Bundle Adjustment with Ceres Solver: A Deep Dive into Non-linear Optimization

Bundle adjustment is a crucial optimization problem in computer vision and photogrammetry. In this article, we'll explore how to implement bundle adjustment using Google's Ceres Solver in C++, breaking down the components of non-linear optimization and their practical applications.

Understanding the Problem

Bundle adjustment is the process of refining a visual reconstruction to produce jointly optimal structure and viewing parameter estimates. It minimizes the reprojection error between the image locations of observed and predicted image points.

Key Components of Ceres Solver

1. Cost Function

class ReprojectionError {
public:
    ReprojectionError(double observed_x, double observed_y)
        : observed_x_(observed_x), observed_y_(observed_y) {}

    template <typename T>
    bool operator()(const T* const camera,
                   const T* const point,
                   T* residuals) const {
        // Project 3D point to 2D
        T p[3];
        // Apply camera rotation
        ceres::AngleAxisRotatePoint(camera, point, p);
        // Apply camera translation
        p[0] += camera[3];
        p[1] += camera[4];
        p[2] += camera[5];

        // Perspective projection
        T xp = p[0] / p[2];
        T yp = p[1] / p[2];

        // Apply camera intrinsics
        T predicted_x = camera[6] * xp + camera[8];
        T predicted_y = camera[7] * yp + camera[9];

        // Compute residuals
        residuals[0] = predicted_x - T(observed_x_);
        residuals[1] = predicted_y - T(observed_y_);

        return true;
    }

private:
    double observed_x_;
    double observed_y_;
};

2. Problem Setup

void BundleAdjustment(const std::vector<Point3D>& points,
                      const std::vector<Camera>& cameras,
                      const std::vector<Observation>& observations) {
    ceres::Problem problem;
    
    for (const auto& observation : observations) {
        ceres::CostFunction* cost_function =
            new ceres::AutoDiffCostFunction<ReprojectionError, 2, 9, 3>(
                new ReprojectionError(observation.x, observation.y));
                
        problem.AddResidualBlock(cost_function,
                               new ceres::HuberLoss(1.0),
                               cameras[observation.camera_idx].data(),
                               points[observation.point_idx].data());
    }
    
    // Set camera parameters constant
    for (int i = 0; i < cameras.size(); ++i) {
        problem.SetParameterBlockConstant(cameras[i].data());
    }
}

3. Solver Configuration

ceres::Solver::Options options;
options.linear_solver_type = ceres::SPARSE_SCHUR;
options.minimizer_progress_to_stdout = true;
options.max_num_iterations = 100;
options.trust_region_strategy_type = ceres::LEVENBERG_MARQUARDT;

ceres::Solver::Summary summary;
ceres::Solve(options, &problem, &summary);
std::cout << summary.FullReport() << std::endl;

Visualizing Reconstruction Accuracy

The accuracy of 3D reconstruction using bundle adjustment depends on several factors: - Quality of feature matching - Camera calibration accuracy - Number and distribution of observations - Presence of outliers - Initial estimate quality

Original Points
Reconstructed Points

In the visualization above, you can see: - Green points: Original 3D points - Red points: Reconstructed points after bundle adjustment - Use the slider to adjust the simulated reconstruction error - Rotate the view to see the point cloud from different angles

Understanding the Components

1. Cost Function

The cost function defines the error metric we want to minimize.

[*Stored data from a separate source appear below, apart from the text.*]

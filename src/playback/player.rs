//! Audible playback through an external player process.
//!
//! The waveform cursor is driven by [`PlaybackClock`](super::PlaybackClock);
//! this module only starts and stops a player so the audio follows along.
//! Players that accept a start offset (ffplay, mpv) are preferred.

use anyhow::{anyhow, Result};
use std::path::{Path, PathBuf};
use std::process::{Child, Command, Stdio};
use std::time::Duration;

use crate::decode::binaries::find_binary;

/// Players tried, in order, when the config says "auto".
const AUTO_PLAYERS: &[&str] = &["ffplay", "mpv"];

#[derive(Debug, Clone, Copy, PartialEq, Eq)]
enum PlayerKind {
    Ffplay,
    Mpv,
    /// Plays from the beginning only
    Other,
}

impl PlayerKind {
    fn from_binary(path: &Path) -> Self {
        match path.file_stem().and_then(|s| s.to_str()) {
            Some("ffplay") => PlayerKind::Ffplay,
            Some("mpv") => PlayerKind::Mpv,
            _ => PlayerKind::Other,
        }
    }
}

/// Optional external audio player.
pub struct ExternalPlayer {
    binary: Option<(PathBuf, PlayerKind)>,
    child: Option<Child>,
}

impl ExternalPlayer {
    /// Resolves the player named in config: "auto", "none", or a binary name.
    ///
    /// An unavailable player is logged and playback stays silent.
    pub fn from_setting(setting: &str) -> Self {
        let binary = match setting.trim() {
            "none" | "" => None,
            "auto" => AUTO_PLAYERS.iter().find_map(|name| find_binary(name).ok()),
            name => match find_binary(name) {
                Ok(path) => Some(path),
                Err(e) => {
                    tracing::warn!("Configured player '{}' unavailable: {}", name, e);
                    None
                }
            },
        };

        match &binary {
            Some(path) => tracing::info!("Audio player: {}", path.display()),
            None => tracing::info!("No audio player, cursor-only playback"),
        }

        Self {
            binary: binary.map(|path| {
                let kind = PlayerKind::from_binary(&path);
                (path, kind)
            }),
            child: None,
        }
    }

    /// A player that never makes a sound.
    pub fn silent() -> Self {
        Self {
            binary: None,
            child: None,
        }
    }

    pub fn is_available(&self) -> bool {
        self.binary.is_some()
    }

    /// Starts playing `path` from `offset`, stopping any previous playback.
    ///
    /// # Errors
    /// - If the player process cannot be spawned
    pub fn start(&mut self, path: &Path, offset: Duration) -> Result<()> {
        self.stop();

        let Some((binary, kind)) = &self.binary else {
            return Ok(());
        };

        let mut cmd = Command::new(binary);
        let offset_secs = format!("{:.3}", offset.as_secs_f64());
        match kind {
            PlayerKind::Ffplay => {
                cmd.args(["-nodisp", "-autoexit", "-loglevel", "quiet"]);
                cmd.args(["-ss", offset_secs.as_str()]);
            }
            PlayerKind::Mpv => {
                cmd.args(["--no-video", "--really-quiet"])
                    .arg(format!("--start={offset_secs}"));
            }
            PlayerKind::Other => {
                if !offset.is_zero() {
                    tracing::warn!(
                        "{} cannot start at an offset, playing from the beginning",
                        binary.display()
                    );
                }
            }
        }
        cmd.arg(path)
            .stdin(Stdio::null())
            .stdout(Stdio::null())
            .stderr(Stdio::null());

        let child = cmd
            .spawn()
            .map_err(|e| anyhow!("Failed to start audio player {}: {e}", binary.display()))?;
        tracing::debug!("Audio player started at {}s", offset_secs);
        self.child = Some(child);
        Ok(())
    }

    /// Stops playback, if running.
    pub fn stop(&mut self) {
        if let Some(mut child) = self.child.take() {
            if let Err(e) = child.kill() {
                tracing::debug!("Audio player already exited: {}", e);
            }
            let _ = child.wait();
        }
    }
}

impl Drop for ExternalPlayer {
    fn drop(&mut self) {
        self.stop();
    }
}

#[cfg(test)]
mod tests {
    use super::*;

    #[test]
    fn test_player_kind_from_binary() {
        assert_eq!(PlayerKind::from_binary(Path::new("/usr/bin/ffplay")), PlayerKind::Ffplay);
        assert_eq!(PlayerKind::from_binary(Path::new("mpv")), PlayerKind::Mpv);
        assert_eq!(PlayerKind::from_binary(Path::new("/usr/bin/paplay")), PlayerKind::Other);
    }

    #[test]
    fn test_none_setting_is_silent() {
        let mut player = ExternalPlayer::from_setting("none");
        assert!(!player.is_available());
        assert!(player.start(Path::new("whatever.wav"), Duration::ZERO).is_ok());
        player.stop();
    }

    #[test]
    fn test_missing_player_is_silent() {
        let player = ExternalPlayer::from_setting("wavescope-no-such-player");
        assert!(!player.is_available());
    }
}
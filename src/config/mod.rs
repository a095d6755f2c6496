//! Configuration management for wavescope.
//!
//! Loads the TOML configuration stored in the user's config
//! directory. Every field has a default, so a partial file is valid.

pub mod file;

pub use file::{get_config_path, DecodeConfig, DisplayConfig, PlaybackConfig, WavescopeConfig};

In bundle adjustment, this is typically the reprojection error - the difference between observed image points and projected 3D points. The ReprojectionError class implements this using Ceres's automatic differentiation.

2. Problem Setup

The problem setup involves: - Creating residual blocks for each observation - Adding robust loss functions (Huber loss in this case) - Setting parameter blocks as constant when needed - Managing the optimization variables (camera parameters and 3D points)

3. Solver Configuration

Ceres offers various solver options: - Linear solver type (SPARSE_SCHUR for bundle adjustment) - Trust region strategy (Levenberg-Marquardt) - Maximum iterations - Convergence criteria

Practical Considerations

  • Use robust loss functions to handle outliers
  • Consider parameterization of rotations (angle-axis vs. quaternions)
  • Implement proper initialization of camera parameters and 3D points
  • Monitor convergence and adjust solver parameters accordingly

Conclusion

Bundle adjustment with Ceres Solver provides a powerful framework for solving non-linear optimization problems in computer vision. Understanding the components and their interactions is crucial for implementing efficient and accurate solutions.